Judaism in Myanmar

Burma was once home to a thriving Jewish diaspora community, which at one point numbered over two thousand, and which was part of a much larger regional community stretching from India to China. The integration of Burma into the British Empire meant that it was governed by a common international law, the Pax Britannica, which facilitated regulated trade between members of the tightly knit and widespread Jewish community linked by family, language, and faith.

The Musmeah Yeshua, Rangoon’s synagogue built in 1893, was the center of Jewish life in Myanmar until the mid-century. The community was primarily made up of Baghdadi Jews who had refined their mercantile skills in Baghdad, for centuries an important trade center. It also included Sephardic Jews who settled in the Ottoman Empire after fleeing the Spanish Inquisition in 1391, and ethnically Indian Jews, the Bene Israel and Cochin Jews. In 1839, a confluence of factors including persecution under the Ottoman ruler Daud Pasha saw some Jews fleeing the Ottoman Empire for safety in South and Southeast Asia. While they may have stood out in the Ottoman Empire, Jews were but one of a great many religious and ethnic groups in British India, and this invisibility afforded them opportunities to develop strong social and economic ties throughout the region without pressure to conform to others’ norms. Myanmar’s Jews were not only successful businessmen, but worked in the civil service and military police, and serviced ships docked in the Rangoon harbor. Despite elite Jews’ commercial success and their enculturation into a British worldview through the English mission schools (and subsequent weakening of their Baghdadi identity), the British never regarded them as peers.

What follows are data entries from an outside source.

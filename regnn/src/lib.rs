pub mod activation;
pub mod backend;
pub mod data;
pub mod dtype;
pub mod error;
pub mod loss;
pub mod net;
pub mod optim;
pub mod preprocessing;
pub mod report;
pub mod tensor;
pub mod trainer;
pub mod util;

pub use error::{Error, Result};

extern crate log;
extern crate matrixmultiply;
extern crate num_traits;
extern crate rand;
extern crate rand_distr;
#[cfg(feature = "serde")]
extern crate serde;
#[cfg(feature = "serde")]
extern crate serde_json;
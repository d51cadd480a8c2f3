use crate::tensor::{Dim1, Dim2, Dims, ITensor, RowMajor, Tensor, TensorBase, TensorView};
use std::fmt::{Debug, Formatter, Write};

const DEBUG_LIMIT_ROWS: usize = 5;
const DEBUG_LIMIT_COLS: usize = 10;

fn fmt_run<T: Debug>(run: &[T], f: &mut Formatter<'_>, sep: &str) -> std::fmt::Result {
    for (i, el) in run.iter().enumerate() {
        if i > 0 {
            f.write_str(sep)?;
        }
        Debug::fmt(el, f)?;
    }
    Ok(())
}

fn fmt_limited<T: Debug>(items: &[T], limit: usize, f: &mut Formatter<'_>, sep: &str) -> std::fmt::Result {
    if items.len() > limit {
        let half = limit / 2;
        fmt_run(&items[..half], f, sep)?;
        write!(f, "{sep}...({} hidden){sep}", items.len() - half * 2)?;
        fmt_run(&items[items.len() - half..], f, sep)
    } else {
        fmt_run(items, f, sep)
    }
}

fn fmt_row<T: Debug>(row: &[T], f: &mut Formatter<'_>) -> std::fmt::Result {
    f.write_char('[')?;
    fmt_limited(row, DEBUG_LIMIT_COLS, f, ", ")?;
    f.write_char(']')
}

fn fmt_suffix<T, D: Dims>(dims: &D, len: usize, f: &mut Formatter<'_>) -> std::fmt::Result {
    write!(f, " dtype={} dims={dims} len={len}", std::any::type_name::<T>())
}

fn fmt_1d<T: Debug>(t: TensorView<'_, T, Dim1>, f: &mut Formatter<'_>) -> std::fmt::Result {
    fmt_row(t.as_ref(), f)?;
    fmt_suffix::<T, _>(t.dims(), t.len(), f)
}

fn fmt_rows<T: Debug>(rows: &[&[T]], f: &mut Formatter<'_>) -> std::fmt::Result {
    for row in rows {
        f.write_str("\n   ")?;
        fmt_row(row, f)?;
        f.write_char(',')?;
    }
    Ok(())
}

fn fmt_2d<T: Debug>(t: TensorView<'_, T, Dim2>, f: &mut Formatter<'_>) -> std::fmt::Result {
    f.write_char('[')?;
    if !t.is_empty() {
        let rows: Vec<&[T]> = t.iter_rows().collect();
        if rows.len() > DEBUG_LIMIT_ROWS {
            let half = DEBUG_LIMIT_ROWS / 2;
            fmt_rows(&rows[..half], f)?;
            write!(f, "\n   ...({} hidden),", rows.len() - half * 2)?;
            fmt_rows(&rows[rows.len() - half..], f)?;
        } else {
            fmt_rows(&rows, f)?;
        }
        f.write_char('\n')?;
    }
    f.write_char(']')?;
    fmt_suffix::<T, _>(t.dims(), t.len(), f)
}

impl<T: Debug> Debug for Tensor<T, Dim1> {
    fn fmt(&self, f: &mut Formatter<'_>) -> std::fmt::Result {
        fmt_1d(self.view(), f)
    }
}

impl<T: Debug> Debug for Tensor<T, Dim2> {
    fn fmt(&self, f: &mut Formatter<'_>) -> std::fmt::Result {
        fmt_2d(self.view(), f)
    }
}

impl<T: Debug> Debug for TensorView<'_, T, Dim1> {
    fn fmt(&self, f: &mut Formatter<'_>) -> std::fmt::Result {
        fmt_1d(*self, f)
    }
}

impl<T: Debug> Debug for TensorView<'_, T, Dim2> {
    fn fmt(&self, f: &mut Formatter<'_>) -> std::fmt::Result {
        fmt_2d(*self, f)
    }
}
use crate::backend::Backend;
use crate::tensor::{Dim2, Tensor2, TensorBase};

#[derive(Copy, Clone, Debug, Default, PartialEq, Eq)]
pub enum LossFn {
    /// mean squared error averaged over every output element
    #[default]
    MSE,
}

impl LossFn {
    /// Computes the loss and writes its derivative with respect to `output` into `result_deriv`
    pub fn compute<B, E>(
        &self,
        backend: &B,
        output: &Tensor2<B::Float>,
        expected: &E,
        result_deriv: &mut Tensor2<B::Float>,
    ) -> f64
    where
        B: Backend,
        E: TensorBase<B::Float, Dim2> + ?Sized,
    {
        match self {
            LossFn::MSE => backend.mean_squared_error(output, expected, Some(result_deriv)),
        }
    }

    /// Computes the loss only, used when evaluating
    pub fn evaluate<B, E>(&self, backend: &B, output: &Tensor2<B::Float>, expected: &E) -> f64
    where
        B: Backend,
        E: TensorBase<B::Float, Dim2> + ?Sized,
    {
        match self {
            LossFn::MSE => backend.mean_squared_error(output, expected, None),
        }
    }
}
use crate::net::NetMode;
use std::fmt::{Display, Formatter};

#[derive(Debug)]
pub enum Error {
    EmptyDataset,
    DimensionMismatch {
        context: &'static str,
        expected: usize,
        actual: usize,
    },
    InvalidConfig(String),
    NonFinite {
        context: &'static str,
        epoch: Option<usize>,
        batch: Option<usize>,
        value: f64,
    },
    WrongMode {
        expected: NetMode,
        actual: NetMode,
    },
    Io(std::io::Error),
    Parse(String),
}

pub type Result<T> = std::result::Result<T, Error>;

impl Error {
    pub fn invalid_config<M>(msg: M) -> Self
    where
        M: Into<String>,
    {
        Error::InvalidConfig(msg.into())
    }

    pub fn non_finite(context: &'static str, value: f64) -> Self {
        Error::NonFinite {
            context,
            epoch: None,
            batch: None,
            value,
        }
    }
}

impl Display for Error {
    fn fmt(&self, f: &mut Formatter<'_>) -> std::fmt::Result {
        match self {
            Error::EmptyDataset => f.write_str("dataset is empty"),
            Error::DimensionMismatch {
                context,
                expected,
                actual,
            } => write!(f, "dimension mismatch in {context}: expected {expected}, got {actual}"),
            Error::InvalidConfig(msg) => write!(f, "invalid configuration: {msg}"),
            Error::NonFinite {
                context,
                epoch,
                batch,
                value,
            } => {
                write!(f, "non-finite value {value} in {context}")?;
                if let Some(epoch) = epoch {
                    write!(f, " at epoch {epoch}")?;
                }
                if let Some(batch) = batch {
                    write!(f, " batch {batch}")?;
                }
                Ok(())
            }
            Error::WrongMode { expected, actual } => {
                write!(f, "network is in {actual:?} mode, operation requires {expected:?} mode")
            }
            Error::Io(err) => write!(f, "io error: {err}"),
            Error::Parse(msg) => write!(f, "parse error: {msg}"),
        }
    }
}

impl std::error::Error for Error {
    fn source(&self) -> Option<&(dyn std::error::Error + 'static)> {
        match self {
            Error::Io(err) => Some(err),
            _ => None,
        }
    }
}

impl From<std::io::Error> for Error {
    fn from(value: std::io::Error) -> Self {
        Error::Io(value)
    }
}

#[cfg(feature = "serde")]
impl From<serde_json::Error> for Error {
    fn from(value: serde_json::Error) -> Self {
        Error::Parse(value.to_string())
    }
}

#[cfg(test)]
mod test {
    use super::Error;
    use crate::net::NetMode;

    #[test]
    fn test_display() {
        let err = Error::NonFinite {
            context: "batch loss",
            epoch: Some(3),
            batch: Some(7),
            value: f64::NAN,
        };
        assert_eq!("non-finite value NaN in batch loss at epoch 3 batch 7", err.to_string());

        let err = Error::WrongMode {
            expected: NetMode::Train,
            actual: NetMode::Eval,
        };
        assert_eq!("network is in Eval mode, operation requires Train mode", err.to_string());

        let err = Error::DimensionMismatch {
            context: "input features",
            expected: 8,
            actual: 3,
        };
        assert_eq!("dimension mismatch in input features: expected 8, got 3", err.to_string());
    }
}
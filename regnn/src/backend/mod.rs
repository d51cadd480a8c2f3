use crate::dtype::DType;
use crate::tensor::{Dim2, Tensor1, Tensor2, TensorBase};
use std::fmt::Debug;

mod cpu;

pub use cpu::*;

pub trait TensorTyped {
    type Float: DType;
}

pub trait MatrixMultiplication: TensorTyped {
    /// performs a generic matrix multiplication (gemm): `c = alpha * op(a) * op(b) + beta * c`
    /// where `op` transposes its argument when the matching flag is set. When `beta` is zero
    /// the previous contents of `c` are ignored.
    fn matmul<A, B>(
        &self,
        alpha: Self::Float,
        a: &A,
        ta: bool,
        b: &B,
        tb: bool,
        beta: Self::Float,
        c: &mut Tensor2<Self::Float>,
    ) where
        A: TensorBase<Self::Float, Dim2> + ?Sized,
        B: TensorBase<Self::Float, Dim2> + ?Sized;
}

pub trait BackendOps: TensorTyped {
    /// `b = alpha * column_sums(a) + beta * b`
    fn column_sum(
        &self,
        alpha: Self::Float,
        a: &Tensor2<Self::Float>,
        beta: Self::Float,
        b: &mut Tensor1<Self::Float>,
    );

    /// adds `row` to every row of `target`
    fn add_row(&self, row: &Tensor1<Self::Float>, target: &mut Tensor2<Self::Float>);

    fn copy(&self, src: &Tensor2<Self::Float>, dst: &mut Tensor2<Self::Float>);

    /// computes the leaky ReLU function for all elements in a given tensor
    fn relu(&self, leak: Self::Float, activation: &Tensor2<Self::Float>, output: &mut Tensor2<Self::Float>);
    fn relu_error(
        &self,
        leak: Self::Float,
        activation: &Tensor2<Self::Float>,
        out_error: &Tensor2<Self::Float>,
        result: &mut Tensor2<Self::Float>,
    );

    /// Mean of the squared differences over every element. When `result_deriv` is given it
    /// receives the derivative of the returned mean with respect to each output element.
    fn mean_squared_error<E>(
        &self,
        output: &Tensor2<Self::Float>,
        expected: &E,
        result_deriv: Option<&mut Tensor2<Self::Float>>,
    ) -> f64
    where
        E: TensorBase<Self::Float, Dim2> + ?Sized;
}

pub trait Backend: 'static + Debug + MatrixMultiplication + BackendOps {}
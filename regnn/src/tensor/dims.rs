use std::fmt::{Debug, Display, Formatter, Write};

#[derive(Copy, Clone, Debug, Eq, PartialEq)]
#[cfg_attr(feature = "serde", derive(serde::Serialize, serde::Deserialize))]
pub struct Dim1(pub usize);

#[derive(Copy, Clone, Debug, Eq, PartialEq)]
#[cfg_attr(feature = "serde", derive(serde::Serialize, serde::Deserialize))]
pub struct Dim2(pub usize, pub usize);

impl Dim2 {
    #[inline]
    pub fn rows(&self) -> usize {
        self.0
    }
    #[inline]
    pub fn cols(&self) -> usize {
        self.1
    }
}

pub trait Dims: Copy + Debug + Eq + Display {
    const N: usize;
    /// Size of the major (outermost) axis.
    fn first(&self) -> usize;
    fn tensor_len(&self) -> usize;
    fn with_resized_first(&self, size: usize) -> Self;
}

impl Dims for Dim1 {
    const N: usize = 1;
    #[inline]
    fn first(&self) -> usize {
        self.0
    }
    #[inline]
    fn tensor_len(&self) -> usize {
        self.0
    }
    #[inline]
    fn with_resized_first(&self, size: usize) -> Self {
        Dim1(size)
    }
}

impl Dims for Dim2 {
    const N: usize = 2;
    #[inline]
    fn first(&self) -> usize {
        self.0
    }
    #[inline]
    fn tensor_len(&self) -> usize {
        self.0 * self.1
    }
    #[inline]
    fn with_resized_first(&self, size: usize) -> Self {
        Dim2(size, self.1)
    }
}

impl Display for Dim1 {
    fn fmt(&self, f: &mut Formatter<'_>) -> std::fmt::Result {
        write!(f, "({})", self.0)
    }
}

impl Display for Dim2 {
    fn fmt(&self, f: &mut Formatter<'_>) -> std::fmt::Result {
        f.write_char('(')?;
        Display::fmt(&self.0, f)?;
        f.write_str(", ")?;
        Display::fmt(&self.1, f)?;
        f.write_char(')')
    }
}
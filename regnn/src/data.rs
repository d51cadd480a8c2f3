use crate::dtype::DType;
use crate::error::{Error, Result};
use crate::tensor::{Dim2, RowMajor, Tensor, Tensor1, Tensor2, TensorBase, TensorView2};
use rand::Rng;
use rand::seq::SliceRandom;
use std::ops::Range;

/// Feature rows paired with a single target column.
#[derive(Clone, Debug, PartialEq)]
pub struct Dataset<T> {
    features: Tensor2<T>,
    targets: Tensor2<T>,
}

impl<T: DType> Dataset<T> {
    /// Creates a dataset after checking that it is non-empty, that every feature row has a
    /// target and that every value is finite.
    pub fn new(features: Tensor2<T>, targets: Tensor2<T>) -> Result<Self> {
        if features.rows() == 0 || features.cols() == 0 {
            return Err(Error::EmptyDataset);
        }
        if targets.rows() != features.rows() {
            return Err(Error::DimensionMismatch {
                context: "target rows",
                expected: features.rows(),
                actual: targets.rows(),
            });
        }
        if targets.cols() != 1 {
            return Err(Error::DimensionMismatch {
                context: "target columns",
                expected: 1,
                actual: targets.cols(),
            });
        }
        check_finite("dataset features", &features)?;
        check_finite("dataset targets", &targets)?;
        Ok(Dataset { features, targets })
    }

    pub fn from_targets(features: Tensor2<T>, targets: Tensor1<T>) -> Result<Self> {
        Self::new(features, Tensor2::column(targets))
    }

    #[inline]
    pub fn len(&self) -> usize {
        self.features.rows()
    }

    #[inline]
    pub fn is_empty(&self) -> bool {
        self.len() == 0
    }

    #[inline]
    pub fn num_features(&self) -> usize {
        self.features.cols()
    }

    #[inline]
    pub fn features(&self) -> &Tensor2<T> {
        &self.features
    }

    #[inline]
    pub fn targets(&self) -> &Tensor2<T> {
        &self.targets
    }

    /// Replaces the features, keeping the targets. Used after standardization.
    pub fn with_features(self, features: Tensor2<T>) -> Result<Self> {
        Self::new(features, self.targets)
    }

    /// Randomly partitions the rows into a train and a test set.
    ///
    /// The train set receives `floor(len * train_fraction)` rows, the test set the rest.
    /// Both sides must end up non-empty.
    pub fn train_test_split<R: Rng + ?Sized>(&self, train_fraction: f64, rng: &mut R) -> Result<(Self, Self)> {
        if !(train_fraction > 0.0 && train_fraction < 1.0) {
            return Err(Error::invalid_config(format!(
                "train fraction must be in (0, 1), got {train_fraction}"
            )));
        }
        let len = self.len();
        let n_train = (len as f64 * train_fraction).floor() as usize;
        if n_train == 0 || n_train == len {
            return Err(Error::invalid_config(format!(
                "a train fraction of {train_fraction} over {len} rows leaves one split empty"
            )));
        }
        let mut indices: Vec<usize> = (0..len).collect();
        indices.shuffle(rng);
        let (train_idx, test_idx) = indices.split_at(n_train);
        Ok((self.select_rows(train_idx), self.select_rows(test_idx)))
    }

    fn select_rows(&self, indices: &[usize]) -> Self {
        let cols = self.num_features();
        let mut features = Vec::with_capacity(indices.len() * cols);
        let mut targets = Vec::with_capacity(indices.len());
        for &idx in indices {
            features.extend_from_slice(self.features.row(idx));
            targets.push(self.targets[idx]);
        }
        Dataset {
            features: Tensor::from_vec(features, Dim2(indices.len(), cols)),
            targets: Tensor::from_vec(targets, Dim2(indices.len(), 1)),
        }
    }

    /// Contiguous mini-batches in row order, the last one may be shorter.
    pub fn batches(&self, batch_size: usize) -> impl Iterator<Item = Batch<'_, T>> + '_ {
        batch_ranges(self.len(), batch_size).map(move |range| Batch {
            features: self.features.slice_rows(range.clone()),
            targets: self.targets.slice_rows(range.clone()),
            range,
        })
    }
}

/// Borrowed rows `range` of a [`Dataset`]
#[derive(Clone, Debug)]
pub struct Batch<'a, T> {
    pub range: Range<usize>,
    pub features: TensorView2<'a, T>,
    pub targets: TensorView2<'a, T>,
}

/// Splits `0..len` into `[0, b), [b, 2b), ...`, the last range holding the remainder.
///
/// # Panics
/// When `batch_size` is zero.
pub fn batch_ranges(len: usize, batch_size: usize) -> impl Iterator<Item = Range<usize>> {
    assert!(batch_size > 0, "batch size must be positive");
    (0..len)
        .step_by(batch_size)
        .map(move |start| start..(start + batch_size).min(len))
}

pub(crate) fn check_finite<T, X>(context: &'static str, tensor: &X) -> Result<()>
where
    T: DType,
    X: TensorBase<T, Dim2> + ?Sized,
{
    match tensor.as_ref().iter().find(|v| !v.is_finite()) {
        Some(value) => Err(Error::non_finite(context, value.as_f64())),
        None => Ok(()),
    }
}
use crate::error::{Error, Result};
use crate::tensor::dims::{Dim1, Dim2, Dims};
use crate::tensor::{ITensor, TensorBase};
use num_traits::Zero;
use rand::distributions::Distribution;
use rand::Rng;
use std::slice::{Iter, IterMut};
use std::vec::IntoIter;

pub struct Tensor<T, D>
where
    D: Dims,
{
    data: Vec<T>,
    dims: D,
}

pub type Tensor1<T> = Tensor<T, Dim1>;
pub type Tensor2<T> = Tensor<T, Dim2>;

impl<T, D: Dims> Tensor<T, D> {
    pub fn from_vec(data: Vec<T>, dims: D) -> Self {
        assert_eq!(
            data.len(),
            dims.tensor_len(),
            "Mismatched data length {} and dimension {dims}",
            data.len()
        );
        Tensor { data, dims }
    }

    /// Like [`Tensor::from_vec`] but reports a length mismatch as an error
    pub fn try_from_vec(data: Vec<T>, dims: D) -> Result<Self> {
        if data.len() != dims.tensor_len() {
            return Err(Error::DimensionMismatch {
                context: "tensor data length",
                expected: dims.tensor_len(),
                actual: data.len(),
            });
        }
        Ok(Tensor { data, dims })
    }

    pub fn from_distribution<R, S>(rng: &mut R, dist: S, dims: D) -> Self
    where
        R: Rng,
        S: Distribution<T>,
    {
        let data: Vec<T> = dist.sample_iter(rng).take(dims.tensor_len()).collect();
        Tensor { data, dims }
    }

    #[inline]
    pub fn iter(&self) -> Iter<'_, T> {
        self.data.iter()
    }

    #[inline]
    pub fn iter_mut(&mut self) -> IterMut<'_, T> {
        self.data.iter_mut()
    }
}

impl<T> Tensor1<T> {
    pub fn from_vec_1d(data: Vec<T>) -> Self {
        let len = data.len();
        Tensor { data, dims: Dim1(len) }
    }
}

impl<T> Tensor2<T> {
    pub fn from_rows<const N: usize>(rows: Vec<[T; N]>) -> Self {
        let num_rows = rows.len();
        let data: Vec<T> = rows.into_iter().flatten().collect();
        Tensor {
            data,
            dims: Dim2(num_rows, N),
        }
    }

    /// Reinterprets a 1d tensor as a single column matrix
    pub fn column(data: Tensor1<T>) -> Self {
        let len = data.len();
        Tensor {
            data: data.data,
            dims: Dim2(len, 1),
        }
    }
}

impl<T: Clone, D: Dims> Tensor<T, D> {
    pub fn filled(value: T, dims: D) -> Self {
        Tensor {
            data: vec![value; dims.tensor_len()],
            dims,
        }
    }

    pub fn resize(&mut self, fill: T, dims: D) {
        if self.dims != dims {
            let new_len = dims.tensor_len();
            if self.data.len() != new_len {
                self.data.resize(new_len, fill);
            }
            self.dims = dims;
        }
    }

    #[inline]
    pub fn resize_first(&mut self, fill: T, size: usize) {
        self.resize(fill, self.dims.with_resized_first(size))
    }

    #[inline]
    pub fn fill(&mut self, fill: T) {
        self.data.fill(fill);
    }
}

impl<T: Zero + Clone, D: Dims> Tensor<T, D> {
    #[inline]
    pub fn zeroed(dims: D) -> Self {
        Self::filled(T::zero(), dims)
    }
    #[inline]
    pub fn fill_zero(&mut self) {
        self.data.fill(T::zero());
    }
}

impl<T, D: Dims> ITensor<D> for Tensor<T, D> {
    #[inline]
    fn len(&self) -> usize {
        self.data.len()
    }
    #[inline]
    fn dims(&self) -> &D {
        &self.dims
    }
}

impl<T, D: Dims> AsRef<[T]> for Tensor<T, D> {
    #[inline]
    fn as_ref(&self) -> &[T] {
        &self.data
    }
}

impl<T, D: Dims> AsMut<[T]> for Tensor<T, D> {
    #[inline]
    fn as_mut(&mut self) -> &mut [T] {
        &mut self.data
    }
}

impl<T, D: Dims> TensorBase<T, D> for Tensor<T, D> {}

impl<T, D: Dims> std::ops::Index<usize> for Tensor<T, D> {
    type Output = T;
    #[inline]
    fn index(&self, index: usize) -> &Self::Output {
        &self.data[index]
    }
}

impl<T, D: Dims> std::ops::IndexMut<usize> for Tensor<T, D> {
    #[inline]
    fn index_mut(&mut self, index: usize) -> &mut Self::Output {
        &mut self.data[index]
    }
}

impl<T> std::ops::Index<[usize; 2]> for Tensor2<T> {
    type Output = T;
    #[inline]
    fn index(&self, [row, col]: [usize; 2]) -> &Self::Output {
        debug_assert!(col < self.dims.cols());
        &self.data[row * self.dims.cols() + col]
    }
}

impl<T> std::ops::IndexMut<[usize; 2]> for Tensor2<T> {
    #[inline]
    fn index_mut(&mut self, [row, col]: [usize; 2]) -> &mut Self::Output {
        debug_assert!(col < self.dims.cols());
        let cols = self.dims.cols();
        &mut self.data[row * cols + col]
    }
}

impl<'a, T, D: Dims> IntoIterator for &'a Tensor<T, D> {
    type Item = &'a T;
    type IntoIter = Iter<'a, T>;
    #[inline]
    fn into_iter(self) -> Self::IntoIter {
        self.data.iter()
    }
}

impl<'a, T, D: Dims> IntoIterator for &'a mut Tensor<T, D> {
    type Item = &'a mut T;
    type IntoIter = IterMut<'a, T>;
    #[inline]
    fn into_iter(self) -> Self::IntoIter {
        self.data.iter_mut()
    }
}

impl<T, D: Dims> IntoIterator for Tensor<T, D> {
    type Item = T;
    type IntoIter = IntoIter<T>;
    #[inline]
    fn into_iter(self) -> Self::IntoIter {
        self.data.into_iter()
    }
}

impl<T: Clone, D: Dims> Clone for Tensor<T, D> {
    fn clone(&self) -> Self {
        Tensor {
            data: self.data.clone(),
            dims: self.dims,
        }
    }
}

impl<T: PartialEq, D: Dims> PartialEq for Tensor<T, D> {
    fn eq(&self, other: &Self) -> bool {
        self.dims == other.dims && self.data == other.data
    }
}

#[macro_export]
macro_rules! tensor {
    ($([$($x:expr),* $(,)*]),+ $(,)*) => {
        $crate::tensor::Tensor2::from_rows(vec![$([$($x,)*],)*])
    };
    ($($x:expr),* $(,)*) => {
        $crate::tensor::Tensor1::from_vec_1d(vec![$($x,)*])
    };
}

WWII and the end of the colonial era effectively terminated Jewish social life in Myanmar. Most foreigners, Jews included, fled en masse to Calcutta in 1941 and 1942, many trekking across the brutal Indo-Burmese border. Roughly 1,500 Jews reached Calcutta from Myanmar, and were cared for by Baghdadi Jews there. Once recovered, the Burmese Jews found employment with the British or American military. A small group of Jews remained behind in Myanmar, many of whom had intermarried with Burmese who were barred from fleeing on European ships. They were regarded with suspicion by the Burmese nationalists, who associated them with the British. Around three to four hundred Jews returned to Myanmar after the war; despite the destruction of Rangoon, the Musmeah Yeshua had been unharmed. Several factors led to the subsequent disappearance of the Burmese Jewish community: their loss of British citizenship following independence, the deterioration of communal religious life, the breakdown of trade networks and nationalization of many privately owned businesses, erosion of educational institutions, and general chaos prompted many of Burma’s Jews to migrate.

Burma and Israel developed markedly friendly relations; both declared independence in 1948, Burma recognized Israeli statehood in 1949, and both David Ben-Gurion and Prime Minister U Nu shared a belief in socialism. U Nu was the first foreign leader to visit the State of Israel in 1955, and Ben-Gurion spent two weeks in Burma in 1961, during which time he studied Buddhism and was warmly welcomed by Burma’s small Jewish community. This period of friendship ended with the 1962 military coup, which imposed a policy of international isolationism. General Ne Win oversaw the nationalization of stores that had provided funding for the Musmeah Yeshua, which was attacked by an anti-Zionist mob in 1967. Burma’s last rabbi left in 1969, and the remaining Jewish community was reduced to a few dozen Sephardic and Bene Israel families. The Musmeah Yeshua synagogue remains open and is cared for today by Baghdadi Burmese father and son, Moses and Sammy Samuels.

Sources

Ruth Fredman Cernea, Almost Englishmen: Baghdadi Jews in British Burma (Lanham: Lexington Books, 2007).

Ben Frank “Jews in Burma: We Are Still Here!” The Jewish News, January 13, 2012, accessing July 11, 2013.